While motivation is not the same thing as engagement, the impact of having a highly motivated team is similar to having a highly engaged team. 

Employee engagement refers to an employee’s level of commitment to and enthusiasm for their work and workplace. Engaged employees feel a sense of belonging in their organizations and a sense of purpose in their work. 

Engagement helps employees do great work, but it’s only part of the equation. Great leaders transform the positive feelings of engagement into high performance by motivating their employees. 

The key to being a great leader is being able to motivate employees to do great work. It’s not just about ensuring the day-to-day work of the team is done; it’s about inspiring each team member to engage mentally and emotionally with their work and turn that engagement into positive action that is aligned with the organization’s vision.

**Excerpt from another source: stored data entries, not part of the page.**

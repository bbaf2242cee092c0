// SPDX-License-Identifier: MPL-2.0
//! Content records published by the portfolio's static JSON documents.
//!
//! Field names follow the JSON documents (`camelCase`), so the structs use
//! `serde(rename_all)` rather than renaming on the Rust side.

use chrono::{DateTime, NaiveDate};
use serde::{Deserialize, Serialize};

/// Reference to an image: an absolute URL, a root-relative path (`/images/a.jpg`)
/// or a path relative to the content root.
pub type ImageRef = String;

/// A named body of work shown on the Work screen.
#[derive(Debug, Clone, PartialEq, Eq, Serialize, Deserialize)]
pub struct WorkBody {
    pub id: String,
    pub title: String,
    #[serde(default)]
    pub description: String,
}

/// Finds the first body whose id equals `id`.
#[must_use]
pub fn find_body<'a>(bodies: &'a [WorkBody], id: &str) -> Option<&'a WorkBody> {
    bodies.iter().find(|body| body.id == id)
}

// =============================================================================
// Journal
// =============================================================================

/// Presentation kind of a journal entry.
///
/// Unknown kinds are kept verbatim so the page can report them instead of
/// failing the whole document.
#[derive(Debug, Clone, PartialEq, Eq, Serialize, Deserialize)]
#[serde(rename_all = "lowercase")]
pub enum EntryKind {
    Text,
    Image,
    Poem,
    #[serde(untagged)]
    Other(String),
}

#[derive(Debug, Clone, PartialEq, Serialize, Deserialize)]
#[serde(rename_all = "camelCase")]
pub struct JournalEntry {
    pub id: String,
    pub title: String,
    /// ISO date (`2024-03-01`) or RFC 3339 timestamp as written by the CMS.
    pub date: String,
    #[serde(rename = "type")]
    pub kind: EntryKind,
    #[serde(default)]
    pub text_content: Option<String>,
    #[serde(default)]
    pub image: Option<ImageRef>,
    #[serde(default)]
    pub caption: Option<String>,
    #[serde(default)]
    pub tags: Vec<String>,
}

impl JournalEntry {
    /// Parses the entry date, accepting both plain dates and timestamps.
    #[must_use]
    pub fn parsed_date(&self) -> Option<NaiveDate> {
        let raw = self.date.trim();
        if let Ok(date) = NaiveDate::parse_from_str(raw, "%Y-%m-%d") {
            return Some(date);
        }
        DateTime::parse_from_rfc3339(raw)
            .ok()
            .map(|timestamp| timestamp.date_naive())
    }

    /// Long-form date such as `March 1, 2024`, or the raw string when the
    /// date cannot be parsed.
    #[must_use]
    pub fn display_date(&self) -> String {
        match self.parsed_date() {
            Some(date) => date.format("%B %-d, %Y").to_string(),
            None => self.date.clone(),
        }
    }
}

/// Returns the entries ordered newest first.
///
/// Entries with unparseable dates sort after all dated entries and keep their
/// relative order.
#[must_use]
pub fn sort_newest_first(entries: &[JournalEntry]) -> Vec<JournalEntry> {
    let mut sorted = entries.to_vec();
    sorted.sort_by(|a, b| b.parsed_date().cmp(&a.parsed_date()));
    sorted
}

// =============================================================================
// Shop
// =============================================================================

/// Print edition. Values other than `open` and `limited` are kept as written
/// so one odd item does not reject the whole catalog.
#[derive(Debug, Clone, PartialEq, Eq, Serialize, Deserialize)]
#[serde(rename_all = "lowercase")]
pub enum Edition {
    Open,
    Limited,
    #[serde(untagged)]
    Other(String),
}

impl Default for Edition {
    fn default() -> Self {
        Self::Other(String::new())
    }
}

#[derive(Debug, Clone, PartialEq, Serialize, Deserialize)]
pub struct ShopItem {
    pub id: String,
    pub title: String,
    #[serde(default)]
    pub image: Option<ImageRef>,
    #[serde(default)]
    pub description: String,
    #[serde(default)]
    pub edition: Edition,
    #[serde(default)]
    pub total: Option<u32>,
    #[serde(default)]
    pub available: u32,
    pub price: f64,
}

impl ShopItem {
    #[must_use]
    pub fn is_available(&self) -> bool {
        self.available > 0
    }

    /// Price with two decimals and a dollar sign, e.g. `$45.00`.
    #[must_use]
    pub fn formatted_price(&self) -> String {
        format!("${:.2}", self.price)
    }
}

/// Shop items split by edition, preserving document order within each half.
/// Items of any other edition are left out.
#[derive(Debug, Clone, Default, PartialEq)]
pub struct ShopCatalog {
    pub open_edition: Vec<ShopItem>,
    pub limited_edition: Vec<ShopItem>,
}

impl ShopCatalog {
    #[must_use]
    pub fn from_items(items: Vec<ShopItem>) -> Self {
        let mut catalog = Self::default();
        for item in items {
            match item.edition {
                Edition::Open => catalog.open_edition.push(item),
                Edition::Limited => catalog.limited_edition.push(item),
                Edition::Other(ref edition) => {
                    tracing::debug!(id = %item.id, edition = %edition, "Skipping shop item");
                }
            }
        }
        catalog
    }
}

// =============================================================================
// Info
// =============================================================================

/// Biography, CV and contact address. `bio` and `cv` hold HTML fragments.
#[derive(Debug, Clone, PartialEq, Eq, Default, Serialize, Deserialize)]
pub struct Info {
    #[serde(default)]
    pub bio: String,
    #[serde(default)]
    pub cv: String,
    #[serde(default)]
    pub email: String,
}

/// An email address kept as separate halves so the full address only exists
/// while rendering.
#[derive(Debug, Clone, PartialEq, Eq)]
pub struct EmailAddress {
    user: String,
    domain: String,
}

impl EmailAddress {
    /// Splits `user@domain`. Returns `None` when either half is empty.
    #[must_use]
    pub fn split(raw: &str) -> Option<Self> {
        let mut parts = raw.trim().split('@');
        let user = parts.next()?.trim();
        let domain = parts.next()?.trim();
        if user.is_empty() || domain.is_empty() {
            return None;
        }
        Some(Self {
            user: user.to_string(),
            domain: domain.to_string(),
        })
    }

    /// Re-assembles the address.
    #[must_use]
    pub fn assemble(&self) -> String {
        format!("{}@{}", self.user, self.domain)
    }

    #[must_use]
    pub fn mailto(&self) -> String {
        format!("mailto:{}", self.assemble())
    }
}

#[cfg(test)]
mod tests {
    use super::*;

    fn entry(id: &str, date: &str) -> JournalEntry {
        JournalEntry {
            id: id.into(),
            title: id.to_uppercase(),
            date: date.into(),
            kind: EntryKind::Text,
            text_content: None,
            image: None,
            caption: None,
            tags: Vec::new(),
        }
    }

    #[test]
    fn find_body_matches_by_id() {
        let bodies = vec![
            WorkBody {
                id: "b1".into(),
                title: "One".into(),
                description: String::new(),
            },
            WorkBody {
                id: "b2".into(),
                title: "Two".into(),
                description: String::new(),
            },
        ];
        assert_eq!(find_body(&bodies, "b2").map(|b| b.title.as_str()), Some("Two"));
        assert!(find_body(&bodies, "zzz").is_none());
    }

    #[test]
    fn journal_entry_deserializes_camel_case_fields() {
        let json = r#"{
            "id": "j1",
            "title": "Morning",
            "date": "2024-03-01",
            "type": "image",
            "image": "/images/morning.jpg",
            "caption": "Fog",
            "tags": ["film", "coast"]
        }"#;
        let entry: JournalEntry = serde_json::from_str(json).expect("valid entry");
        assert_eq!(entry.kind, EntryKind::Image);
        assert_eq!(entry.caption.as_deref(), Some("Fog"));
        assert_eq!(entry.tags.len(), 2);
    }

    #[test]
    fn unknown_entry_type_is_preserved() {
        let json = r#"{"id": "j2", "title": "?", "date": "2024-01-01", "type": "video"}"#;
        let entry: JournalEntry = serde_json::from_str(json).expect("valid entry");
        assert_eq!(entry.kind, EntryKind::Other("video".into()));
    }

    #[test]
    fn display_date_uses_long_form() {
        assert_eq!(entry("a", "2024-03-01").display_date(), "March 1, 2024");
        assert_eq!(
            entry("b", "2023-12-24T10:00:00Z").display_date(),
            "December 24, 2023"
        );
    }

    #[test]
    fn display_date_falls_back_to_raw_string() {
        assert_eq!(entry("a", "spring 2021").display_date(), "spring 2021");
    }

    #[test]
    fn sort_newest_first_orders_by_date_descending() {
        let entries = vec![
            entry("old", "2021-05-01"),
            entry("undated", "someday"),
            entry("new", "2024-01-10"),
            entry("mid", "2022-07-15T08:30:00+02:00"),
        ];
        let ids: Vec<_> = sort_newest_first(&entries)
            .into_iter()
            .map(|e| e.id)
            .collect();
        assert_eq!(ids, ["new", "mid", "old", "undated"]);
    }

    #[test]
    fn shop_catalog_partitions_by_edition() {
        let json = r#"[
            {"id": "p1", "title": "Dune", "edition": "open", "available": 3, "price": 25},
            {"id": "p2", "title": "Tide", "edition": "limited", "total": 10, "available": 0, "price": 120.5},
            {"id": "p3", "title": "Salt", "edition": "open", "available": 1, "price": 30}
        ]"#;
        let items: Vec<ShopItem> = serde_json::from_str(json).expect("valid items");
        let catalog = ShopCatalog::from_items(items);

        assert_eq!(catalog.open_edition.len(), 2);
        assert_eq!(catalog.limited_edition.len(), 1);
        assert_eq!(catalog.open_edition[1].id, "p3");
        assert!(!catalog.limited_edition[0].is_available());
        assert_eq!(catalog.limited_edition[0].formatted_price(), "$120.50");
    }

    #[test]
    fn shop_catalog_skips_unknown_editions() {
        let json = r#"[
            {"id": "p1", "title": "Dune", "edition": "open", "available": 3, "price": 25},
            {"id": "p2", "title": "Proof", "edition": "artist-proof", "available": 1, "price": 300},
            {"id": "p3", "title": "Tide", "edition": "limited", "total": 10, "available": 2, "price": 120},
            {"id": "p4", "title": "Draft", "available": 1, "price": 10}
        ]"#;
        let items: Vec<ShopItem> = serde_json::from_str(json).expect("mixed items parse");
        assert_eq!(items[1].edition, Edition::Other("artist-proof".to_string()));
        assert_eq!(items[3].edition, Edition::default());

        let catalog = ShopCatalog::from_items(items);
        let open: Vec<_> = catalog.open_edition.iter().map(|i| i.id.as_str()).collect();
        let limited: Vec<_> = catalog.limited_edition.iter().map(|i| i.id.as_str()).collect();
        assert_eq!(open, ["p1"]);
        assert_eq!(limited, ["p3"]);
    }

    #[test]
    fn email_split_requires_both_halves() {
        let email = EmailAddress::split("studio@example.com").expect("valid email");
        assert_eq!(email.assemble(), "studio@example.com");
        assert_eq!(email.mailto(), "mailto:studio@example.com");

        assert!(EmailAddress::split("").is_none());
        assert!(EmailAddress::split("no-at-sign").is_none());
        assert!(EmailAddress::split("@example.com").is_none());
        assert!(EmailAddress::split("studio@").is_none());
    }
}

Leaders motivate their team by communicating effectively, giving feedback, recognizing contributions, being flexible, providing autonomy, encouraging collaboration, maintaining a healthy work environment, offering professional growth opportunities, and helping them find meaning and purpose in their work. 

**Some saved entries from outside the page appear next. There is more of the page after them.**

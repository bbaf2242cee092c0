// SPDX-License-Identifier: MPL-2.0
//! Work screen navigation: which body is shown and which item of it.
//!
//! A body is displayed as a virtual sequence of `1 + |image pool|` items:
//! an image slot at index 0, the description panel at index 1, then the
//! remaining pool images. The cursor cycles through that sequence in both
//! directions.
//!
//! # Index mapping
//!
//! With `n = |pool|` and the cursor reduced modulo `1 + n`:
//!
//! | index | item                                   | alt number |
//! |-------|----------------------------------------|------------|
//! | 0     | `pool[0]`, or "no images" when `n = 0` | 1          |
//! | 1     | description panel                      | -          |
//! | i ≥ 2 | `pool[(i - 1) mod n]`                  | i          |

use crate::application::content_cache::{LoadState, WorkFeed};
use crate::domain::content::{find_body, ImageRef, WorkBody};
use std::sync::Arc;

/// Outcome of the last resolution, used to pick what the screen renders.
#[derive(Debug, Clone, PartialEq, Eq, Default)]
pub enum NavigatorStatus {
    /// The feed has not arrived yet.
    #[default]
    Loading,
    /// The feed failed to load.
    Failed(String),
    /// The route names a body that does not exist, or there are no bodies.
    NotFound,
    /// A body is active and the cursor is engaged.
    Active,
}

/// A single displayable item of the active body.
#[derive(Debug, Clone, Copy, PartialEq, Eq)]
pub enum WorkItem<'a> {
    /// An image from the pool. `number` is the 1-based label used in alt text.
    Image { reference: &'a str, number: usize },
    /// The body's title and description.
    Description { title: &'a str, description: &'a str },
    /// Index 0 with an empty image pool.
    NoImages,
}

/// Snapshot of the cursor for position indicators.
#[derive(Debug, Clone, Copy, Default, PartialEq, Eq)]
pub struct NavigationInfo {
    /// Cursor position (0-indexed).
    pub current_index: usize,
    /// Number of items in the sequence, at least 1.
    pub total_count: usize,
}

/// Maps a cursor index to the item it displays for `body`.
#[must_use]
pub fn item_at<'a>(body: &'a WorkBody, image_pool: &'a [ImageRef], index: usize) -> WorkItem<'a> {
    let total = 1 + image_pool.len();
    match index % total {
        0 => match image_pool.first() {
            Some(reference) => WorkItem::Image {
                reference,
                number: 1,
            },
            None => WorkItem::NoImages,
        },
        1 => WorkItem::Description {
            title: &body.title,
            description: &body.description,
        },
        // index < total = 1 + len, so len >= 2 here and the modulo is safe.
        index => WorkItem::Image {
            reference: &image_pool[(index - 1) % image_pool.len()],
            number: index,
        },
    }
}

/// Cursor state machine for the Work screen.
#[derive(Debug, Clone, Default, PartialEq)]
pub struct WorkNavigator {
    status: NavigatorStatus,
    active_body: Option<WorkBody>,
    image_pool: Vec<ImageRef>,
    cursor: usize,
}

impl WorkNavigator {
    /// Creates a navigator waiting for its first resolution.
    #[must_use]
    pub fn new() -> Self {
        Self::default()
    }

    /// Re-resolves the active body from the feed and the route parameter.
    ///
    /// Must run whenever either input changes. The cursor always returns to
    /// 0, even when the resolved body is the same as before.
    pub fn resolve(&mut self, feed: &LoadState<Arc<WorkFeed>>, route_param: Option<&str>) {
        match feed {
            LoadState::Loading => {
                self.status = NavigatorStatus::Loading;
                self.active_body = None;
                self.image_pool.clear();
            }
            LoadState::Failed(message) => {
                self.status = NavigatorStatus::Failed(message.clone());
                self.active_body = None;
                self.image_pool.clear();
            }
            LoadState::Ready(feed) => {
                let found = match route_param {
                    Some(id) => find_body(&feed.work_bodies, id),
                    None => feed.work_bodies.first(),
                };
                self.active_body = found.cloned();
                self.image_pool.clone_from(&feed.image_pool);
                self.status = if self.active_body.is_some() {
                    NavigatorStatus::Active
                } else {
                    NavigatorStatus::NotFound
                };
                tracing::debug!(
                    route = route_param.unwrap_or("<default>"),
                    body = self.active_body.as_ref().map(|b| b.id.as_str()),
                    "resolved work body"
                );
            }
        }
        self.cursor = 0;
    }

    #[must_use]
    pub fn status(&self) -> &NavigatorStatus {
        &self.status
    }

    #[must_use]
    pub fn active_body(&self) -> Option<&WorkBody> {
        self.active_body.as_ref()
    }

    #[must_use]
    pub fn image_pool(&self) -> &[ImageRef] {
        &self.image_pool
    }

    #[must_use]
    pub fn cursor(&self) -> usize {
        self.cursor
    }

    /// Number of items in the sequence: the description plus every image.
    #[must_use]
    pub fn total_items(&self) -> usize {
        1 + self.image_pool.len()
    }

    /// Moves to the next item, wrapping to the first.
    ///
    /// Returns `true` if the cursor moved. Does nothing without an active
    /// body or when the sequence has a single item.
    pub fn advance(&mut self) -> bool {
        let total = self.total_items();
        if self.active_body.is_none() || total <= 1 {
            return false;
        }
        self.cursor = (self.cursor + 1) % total;
        true
    }

    /// Moves to the previous item, wrapping to the last.
    ///
    /// Returns `true` if the cursor moved. Same no-op rules as [`advance`](Self::advance).
    pub fn retreat(&mut self) -> bool {
        let total = self.total_items();
        if self.active_body.is_none() || total <= 1 {
            return false;
        }
        self.cursor = (self.cursor + total - 1) % total;
        true
    }

    /// Item under the cursor, if a body is active.
    #[must_use]
    pub fn current_item(&self) -> Option<WorkItem<'_>> {
        self.active_body
            .as_ref()
            .map(|body| item_at(body, &self.image_pool, self.cursor))
    }

    /// Image reference under the cursor, if the current item is an image.
    #[must_use]
    pub fn current_image(&self) -> Option<&str> {
        match self.current_item()? {
            WorkItem::Image { reference, .. } => Some(reference),
            WorkItem::Description { .. } | WorkItem::NoImages => None,
        }
    }

    #[must_use]
    pub fn navigation_info(&self) -> NavigationInfo {
        NavigationInfo {
            current_index: self.cursor,
            total_count: self.total_items(),
        }
    }
}

#[cfg(test)]
mod tests {
    use super::*;

    fn body(id: &str) -> WorkBody {
        WorkBody {
            id: id.into(),
            title: format!("Title {id}"),
            description: format!("About {id}"),
        }
    }

    fn ready_feed(ids: &[&str], images: &[&str]) -> LoadState<Arc<WorkFeed>> {
        LoadState::Ready(Arc::new(WorkFeed {
            work_bodies: ids.iter().map(|id| body(id)).collect(),
            image_pool: images.iter().map(|s| (*s).to_string()).collect(),
            journal_entries: Vec::new(),
        }))
    }

    fn navigator(images: &[&str]) -> WorkNavigator {
        let mut nav = WorkNavigator::new();
        nav.resolve(&ready_feed(&["b1", "b2", "b3"], images), None);
        nav
    }

    #[test]
    fn new_navigator_is_loading() {
        let nav = WorkNavigator::new();
        assert_eq!(nav.status(), &NavigatorStatus::Loading);
        assert!(nav.current_item().is_none());
    }

    #[test]
    fn resolve_selects_route_param_body() {
        let mut nav = WorkNavigator::new();
        nav.resolve(&ready_feed(&["b1", "b2", "b3"], &["a"]), Some("b2"));
        assert_eq!(nav.active_body().map(|b| b.id.as_str()), Some("b2"));
        assert_eq!(nav.status(), &NavigatorStatus::Active);
    }

    #[test]
    fn resolve_without_param_selects_first_body() {
        let mut nav = WorkNavigator::new();
        nav.resolve(&ready_feed(&["b1", "b2", "b3"], &["a"]), None);
        assert_eq!(nav.active_body().map(|b| b.id.as_str()), Some("b1"));
    }

    #[test]
    fn resolve_unknown_param_is_not_found() {
        let mut nav = WorkNavigator::new();
        nav.resolve(&ready_feed(&["b1", "b2", "b3"], &["a"]), Some("zzz"));
        assert!(nav.active_body().is_none());
        assert_eq!(nav.status(), &NavigatorStatus::NotFound);
    }

    #[test]
    fn resolve_with_no_bodies_is_not_found() {
        let mut nav = WorkNavigator::new();
        nav.resolve(&ready_feed(&[], &["a"]), None);
        assert_eq!(nav.status(), &NavigatorStatus::NotFound);
    }

    #[test]
    fn resolve_while_loading_or_failed_has_no_active_body() {
        let mut nav = navigator(&["a"]);
        nav.resolve(&LoadState::Loading, None);
        assert!(nav.active_body().is_none());
        assert_eq!(nav.status(), &NavigatorStatus::Loading);

        nav.resolve(&LoadState::Failed("offline".into()), Some("b1"));
        assert!(nav.active_body().is_none());
        assert_eq!(nav.status(), &NavigatorStatus::Failed("offline".into()));
        assert!(!nav.advance());
    }

    #[test]
    fn resolve_resets_cursor_even_for_same_body() {
        let feed = ready_feed(&["b1", "b2"], &["a", "b", "c"]);
        let mut nav = WorkNavigator::new();
        nav.resolve(&feed, Some("b1"));
        nav.advance();
        nav.advance();
        assert_eq!(nav.cursor(), 2);

        nav.resolve(&feed, Some("b1"));
        assert_eq!(nav.cursor(), 0);
        assert_eq!(nav.active_body().map(|b| b.id.as_str()), Some("b1"));
    }

    #[test]
    fn advancing_total_items_times_returns_to_start() {
        for pool_size in 1..6 {
            let images: Vec<String> = (0..pool_size).map(|i| format!("img{i}")).collect();
            let refs: Vec<&str> = images.iter().map(String::as_str).collect();
            for start in 0..=pool_size {
                let mut nav = navigator(&refs);
                for _ in 0..start {
                    nav.advance();
                }
                let before = nav.cursor();
                for _ in 0..nav.total_items() {
                    assert!(nav.advance());
                }
                assert_eq!(nav.cursor(), before, "pool {pool_size}, start {start}");
            }
        }
    }

    #[test]
    fn retreat_inverts_advance() {
        let mut nav = navigator(&["a", "b", "c"]);
        for start in 0..nav.total_items() {
            while nav.cursor() != start {
                nav.advance();
            }
            let snapshot = nav.clone();
            nav.advance();
            nav.retreat();
            assert_eq!(nav, snapshot);
        }
    }

    #[test]
    fn retreat_from_zero_wraps_to_last() {
        let mut nav = navigator(&["a", "b", "c"]);
        assert!(nav.retreat());
        assert_eq!(nav.cursor(), 3);
    }

    #[test]
    fn single_item_sequence_never_moves() {
        let mut nav = navigator(&[]);
        assert_eq!(nav.total_items(), 1);
        assert!(!nav.advance());
        assert!(!nav.retreat());
        assert_eq!(nav.cursor(), 0);
        assert_eq!(nav.current_item(), Some(WorkItem::NoImages));
    }

    #[test]
    fn item_mapping_follows_index_formula() {
        let b = body("b1");
        let pool: Vec<String> = vec!["imgA".into(), "imgB".into(), "imgC".into()];

        assert_eq!(
            item_at(&b, &pool, 0),
            WorkItem::Image {
                reference: "imgA",
                number: 1
            }
        );
        assert_eq!(
            item_at(&b, &pool, 1),
            WorkItem::Description {
                title: "Title b1",
                description: "About b1"
            }
        );
        assert_eq!(
            item_at(&b, &pool, 2),
            WorkItem::Image {
                reference: "imgB",
                number: 2
            }
        );
        assert_eq!(
            item_at(&b, &pool, 3),
            WorkItem::Image {
                reference: "imgC",
                number: 3
            }
        );
        // Four items in total, so index 4 is index 0 again.
        assert_eq!(item_at(&b, &pool, 4), item_at(&b, &pool, 0));
    }

    #[test]
    fn cursor_walk_visits_expected_items() {
        let mut nav = navigator(&["imgA", "imgB", "imgC"]);
        let mut seen = Vec::new();
        for _ in 0..5 {
            seen.push(nav.current_image().map(str::to_string));
            nav.advance();
        }
        assert_eq!(
            seen,
            [
                Some("imgA".to_string()),
                None,
                Some("imgB".to_string()),
                Some("imgC".to_string()),
                Some("imgA".to_string()),
            ]
        );
    }

    #[test]
    fn navigation_info_reports_position() {
        let mut nav = navigator(&["a", "b"]);
        nav.advance();
        let info = nav.navigation_info();
        assert_eq!(info.current_index, 1);
        assert_eq!(info.total_count, 3);
    }
}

This article will discuss the importance of motivation in the workplace and the key ways that leaders motivate their teams. 

Why Motivation Matters

The most important job of a leader is to motivate their employees to do outstanding work. Yet only 2 in 10 employees strongly agree that their performance is managed in a way that motivates them to do outstanding work. 

Motivation drives employee success and plays a vital role in employee satisfaction. Employee satisfaction drives performance, which, in turn, has a positive impact on customer satisfaction. All of this is good for profitability.

When employees are motivated, they are better at adapting to change, better at collaborating, more willing to go above and beyond for a project, customer, or co-worker, and maintain a positive attitude at work. Having a team of highly motivated employees can also reduce turnover and absenteeism. 

Often, managers do not realize how necessary motivation is to lead well and ensure the organization’s future success. But, without the motivation needed to perform well, even engaged employees won’t reach their full potential. 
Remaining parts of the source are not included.